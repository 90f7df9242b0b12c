//! Generator configuration parsing and validation

use anyhow::{Context, Result};
use lspgen_codegen::{Gofmt, RenderTarget, SourceFormatter, Unformatted};
use serde::{Deserialize, Serialize};
use std::collections::HashSet;
use std::path::{Path, PathBuf};

/// Default configuration file name, looked up in the working directory
pub const DEFAULT_CONFIG: &str = "lspgen.toml";

/// lspgen.toml structure
#[derive(Debug, Clone, Serialize, Deserialize)]
pub struct GeneratorConfig {
    pub generator: GeneratorSection,

    #[serde(default)]
    pub targets: Vec<RenderTarget>,
}

#[derive(Debug, Clone, Serialize, Deserialize)]
pub struct GeneratorSection {
    /// Path to the metamodel JSON document
    pub model: PathBuf,

    #[serde(default = "default_output_dir")]
    pub output_dir: PathBuf,

    #[serde(default)]
    pub formatter: FormatterKind,

    /// Abort the run at the first failing target
    #[serde(default = "default_strict")]
    pub strict: bool,
}

/// Which source formatter runs over rendered output
#[derive(Debug, Clone, Copy, Default, PartialEq, Eq, Serialize, Deserialize)]
#[serde(rename_all = "snake_case")]
pub enum FormatterKind {
    #[default]
    Gofmt,
    None,
}

impl FormatterKind {
    pub fn formatter(self) -> Box<dyn SourceFormatter> {
        match self {
            FormatterKind::Gofmt => Box::new(Gofmt::new()),
            FormatterKind::None => Box::new(Unformatted),
        }
    }
}

fn default_output_dir() -> PathBuf {
    PathBuf::from(".")
}

fn default_strict() -> bool {
    true
}

impl GeneratorConfig {
    /// Configuration used when no lspgen.toml exists: one flat `lsp_gen.go` target.
    pub fn for_model(model: impl Into<PathBuf>) -> Self {
        Self {
            generator: GeneratorSection {
                model: model.into(),
                output_dir: default_output_dir(),
                formatter: FormatterKind::default(),
                strict: default_strict(),
            },
            targets: vec![RenderTarget::new("lsp_gen.go")],
        }
    }

    /// Find the configuration for a run.
    ///
    /// An explicit path always wins. Otherwise `lspgen.toml` in the working
    /// directory is used, falling back to [`GeneratorConfig::for_model`] when
    /// only a model path was given. A model path overrides the configured one.
    pub fn locate(explicit: Option<&Path>, model: Option<&Path>) -> Result<Self> {
        Self::locate_with_default(Path::new(DEFAULT_CONFIG), explicit, model)
    }

    fn locate_with_default(
        default_path: &Path,
        explicit: Option<&Path>,
        model: Option<&Path>,
    ) -> Result<Self> {
        let mut config = match (explicit, model) {
            (Some(path), _) => Self::from_file(path)?,
            (None, _) if default_path.exists() => Self::from_file(default_path)?,
            (None, Some(model)) => Self::for_model(model),
            (None, None) => anyhow::bail!(
                "No {} found; pass --config or --model",
                default_path.display()
            ),
        };

        if let Some(model) = model {
            config.generator.model = model.to_path_buf();
        }
        Ok(config)
    }

    /// Load configuration from a file
    ///
    /// Relative `model` and `output_dir` paths are resolved against the
    /// directory holding the file.
    pub fn from_file(path: impl AsRef<Path>) -> Result<Self> {
        let path = path.as_ref();
        let content = std::fs::read_to_string(path)
            .with_context(|| format!("Failed to read config: {}", path.display()))?;

        let mut config = Self::from_str(&content)
            .with_context(|| format!("Invalid config: {}", path.display()))?;
        if let Some(base) = path.parent() {
            config.resolve_paths(base);
        }
        Ok(config)
    }

    /// Parse configuration from string
    pub fn from_str(content: &str) -> Result<Self> {
        toml::from_str(content).context("Failed to parse config")
    }

    fn resolve_paths(&mut self, base: &Path) {
        let generator = &mut self.generator;
        if generator.model.is_relative() {
            generator.model = base.join(&generator.model);
        }
        if generator.output_dir.is_relative() {
            generator.output_dir = base.join(&generator.output_dir);
        }
    }

    /// Validate the configuration
    pub fn validate(&self) -> Result<()> {
        if self.generator.model.as_os_str().is_empty() {
            anyhow::bail!("Model path cannot be empty");
        }

        if self.targets.is_empty() {
            anyhow::bail!("At least one [[targets]] entry is required");
        }

        let mut names = HashSet::new();
        for target in &self.targets {
            if !names.insert(target.name.as_str()) {
                anyhow::bail!("Duplicate target name: {}", target.name);
            }
            target
                .validate()
                .with_context(|| format!("Invalid target '{}'", target.name))?;
        }

        Ok(())
    }

    /// Name of the metamodel written into the generated-code marker
    pub fn source_name(&self) -> String {
        self.generator
            .model
            .file_name()
            .unwrap_or(self.generator.model.as_os_str())
            .to_string_lossy()
            .into_owned()
    }
}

^^^^^^^^

TASK INSTRUCTIONS:
In the material above, how many lines hold the word "impl"? Say only the number.

RESULT:
4